4. Floor manager. If during busy times, a barback or floor manager walks around to observe patrons, you may want to have them licensed as a security guard. If your staff gets into a conflict with a patron, there will probably be fewer questions about whether a server or manager who is temporarily involved in a conflict is acting as a security guard, because there is a dedicated staff member that is providing security services, and the server or manager does not primarily perform those duties.
5. Patrol at hotels. Staff that walk hallways and ask noisy patrons in rooms to be quiet could be acting as a security guard, depending on whether this is their “primary” duty.
Keep in mind that your decision about whether to license staff as security guards may be judged in hindsight, after something bad happens at your business.
Cue Etta James’ 1967 classic song “Security”
Security, yeah yeah
I want some security
I want security, yeah
Without it I'm at a great loss
Yes I am, now
Security, yeah, yeah
And I want it any cost, yes I do now
The new law requires unarmed and armed security personnel to complete four (4) hours of training administered by a certified trainer and pass an examination.

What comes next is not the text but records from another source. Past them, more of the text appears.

#[cfg(test)]
mod tests {
    use super::*;

    fn empty_args() -> CliArgs {
        CliArgs::try_parse_from(["test"]).unwrap()
    }

    #[test]
    fn test_generator_config_default() {
        let config = GeneratorConfig::default();

        assert_eq!(config.num_outputs, 3);
        assert_eq!(config.num_resources, 3);
        assert_eq!(config.multi_instance_chance, 10);
        assert_eq!(config.multi_instance_min, 3);
        assert_eq!(config.multi_instance_max, 50);
        assert_eq!(config.module_chance, 70);
        assert!(config.seed.is_none());
    }

    #[test]
    fn test_overrides_apply_in_order() {
        let config = GeneratorConfig::from_overrides([
            ConfigOverride::Resources(5),
            ConfigOverride::Resources(9),
            ConfigOverride::Outputs(1),
        ]);

        assert_eq!(config.num_resources, 9);
        assert_eq!(config.num_outputs, 1);
        // Untouched fields keep their defaults
        assert_eq!(config.module_chance, defaults::MODULE_CHANCE);
    }

    #[test]
    fn test_percentages_are_clamped() {
        let config = GeneratorConfig::from_overrides([
            ConfigOverride::MultiInstanceChance(150),
            ConfigOverride::ModuleChance(-20),
        ]);

        assert_eq!(config.multi_instance_chance, 100);
        assert_eq!(config.module_chance, 0);
    }

    #[test]
    fn test_instance_bounds_are_clamped_to_one() {
        let config = GeneratorConfig::from_overrides([
            ConfigOverride::MultiInstanceMin(0),
            ConfigOverride::MultiInstanceMax(-4),
        ]);

        assert_eq!(config.multi_instance_min, 1);
        assert_eq!(config.multi_instance_max, 1);
    }

    #[test]
    fn test_negative_counts_clamp_to_zero() {
        let config = GeneratorConfig::from_overrides([
            ConfigOverride::Outputs(-1),
            ConfigOverride::Resources(-100),
        ]);

        assert_eq!(config.num_outputs, 0);
        assert_eq!(config.num_resources, 0);
    }

    #[test]
    fn test_crossed_bounds_raise_max_to_min() {
        let config = GeneratorConfig::from_overrides([
            ConfigOverride::MultiInstanceMin(50),
            ConfigOverride::MultiInstanceMax(3),
        ]);

        assert_eq!(config.multi_instance_min, 50);
        assert_eq!(config.multi_instance_max, 50);
        assert_eq!(config.instance_range(), 50..=50);
    }

    #[test]
    fn test_normalize_never_lowers_min() {
        let mut config = GeneratorConfig {
            multi_instance_min: 20,
            multi_instance_max: 2,
            multi_instance_chance: 250,
            ..Default::default()
        };
        config.normalize();

        assert_eq!(config.multi_instance_min, 20);
        assert_eq!(config.multi_instance_max, 20);
        assert_eq!(config.multi_instance_chance, 100);
    }

    #[test]
    fn test_cli_parsing() {
        let args = CliArgs::try_parse_from([
            "test",
            "--outputs",
            "4",
            "--resources",
            "12",
            "--pctmulti",
            "100",
            "--multimin",
            "12",
            "--multimax",
            "12",
            "--pctmodule",
            "-5",
            "--seed",
            "99",
        ])
        .unwrap();

        let config = GeneratorConfig::from_cli_args(&args).unwrap();
        assert_eq!(config.num_outputs, 4);
        assert_eq!(config.num_resources, 12);
        assert_eq!(config.multi_instance_chance, 100);
        assert_eq!(config.instance_range(), 12..=12);
        assert_eq!(config.module_chance, 0);
        assert_eq!(config.seed, Some(99));
    }

    #[test]
    fn test_cli_no_flags_uses_defaults() {
        let config = GeneratorConfig::from_cli_args(&empty_args()).unwrap();
        assert_eq!(config, GeneratorConfig::default());
    }

    #[test]
    fn test_config_file_loading() {
        use std::io::Write;
        use tempfile::Builder;

        let mut temp_file = Builder::new().suffix(".json").tempfile().unwrap();
        let config_json = r#"{
            "num_outputs": 7,
            "num_resources": 40,
            "multi_instance_min": 9,
            "multi_instance_max": 4,
            "module_chance": 0,
            "seed": 12345
        }"#;

        temp_file.write_all(config_json.as_bytes()).unwrap();
        temp_file.flush().unwrap();

        let config = GeneratorConfig::from_file(temp_file.path()).unwrap();

        assert_eq!(config.num_outputs, 7);
        assert_eq!(config.num_resources, 40);
        assert_eq!(config.multi_instance_min, 9);
        assert_eq!(config.multi_instance_max, 9);
        assert_eq!(config.module_chance, 0);
        assert_eq!(config.multi_instance_chance, defaults::MULTI_INSTANCE_CHANCE);
        assert_eq!(config.seed, Some(12345));
    }

    #[test]
    fn test_cli_overrides_config_file() {
        use std::io::Write;
        use tempfile::Builder;

        let mut temp_file = Builder::new().suffix(".json").tempfile().unwrap();
        temp_file.write_all(br#"{"num_resources": 40, "num_outputs": 2}"#).unwrap();
        temp_file.flush().unwrap();

        let path = temp_file.path().to_str().unwrap().to_string();
        let args =
            CliArgs::try_parse_from(["test", "--config", &path, "--resources", "8"]).unwrap();

        let config = GeneratorConfig::from_cli_args(&args).unwrap();
        assert_eq!(config.num_resources, 8);
        assert_eq!(config.num_outputs, 2);
    }

    #[test]
    fn test_config_file_errors() {
        assert!(matches!(
            GeneratorConfig::from_file("/definitely/not/here.json"),
            Err(ConfigError::FileNotFound(_))
        ));

        let temp_file = tempfile::Builder::new().suffix(".yaml").tempfile().unwrap();
        assert!(matches!(
            GeneratorConfig::from_file(temp_file.path()),
            Err(ConfigError::UnsupportedFormat(_))
        ));
    }

    #[test]
    fn test_generator_config_serialization() {
        let config = GeneratorConfig::default();
        let json = config.print_json().unwrap();
        assert!(json.contains("\"num_resources\": 3"));

        let parsed: GeneratorConfig = serde_json::from_str(&json).unwrap();
        assert_eq!(parsed, config);
    }
}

At minimum, the training must dedicate an hour to each of the following subjects: (1) orientation, (2) legal powers and limitations of a security guard/officer, (3) emergency procedures, and (4) general duties.
Within 15 days of employment, the security guard must complete de-escalation and safe restraint training, and a first aid and CPR course. A security guard is also required to complete two hours of refresher training for orientation, legal powers and limitations of a security guard/officer, emergency procedures, and general duties to renew their registration cards. Refresher training for de-escalation and safe restraint is a prerequisite for renewal as well but the law does not specify a time requirement.
Knowingly employing a security guard that is not trained and licensed is a Class A misdemeanor punishable by fine and a one-month suspension for your restaurant, bar, or club’s liquor license or beer permit. The suspension is per violation – per employee.
In criminal law, “knowingly” is a high standard of proof, particularly because the state bears the burden of proof beyond a reasonable doubt.
Who knows how a beer board or the ABC will apply the new law? Do not be the test case and face a 30-day suspension.
If your business employs staff that act in security roles, as defined by the law, your company must apply for and obtain a security company license, called a proprietary security organization. You must identify and provide information for a manager – the person that will supervise staff performing security.
Additionally, you must provide documentation of insurance coverage in the amounts of $300,000 for personal injury and $100,000 for property damage as required by T.C.A. § 62-35-114, electronic fingerprints of the manager, and a $100 registration fee. There is also a $200 fee paid every two years to maintain status as a propriety security organization.
If you have any doubt about your ability to comply with Dallas’ Law, we strongly encourage you to consider hiring a licensed security company.
The new law takes effect January 1, 2023.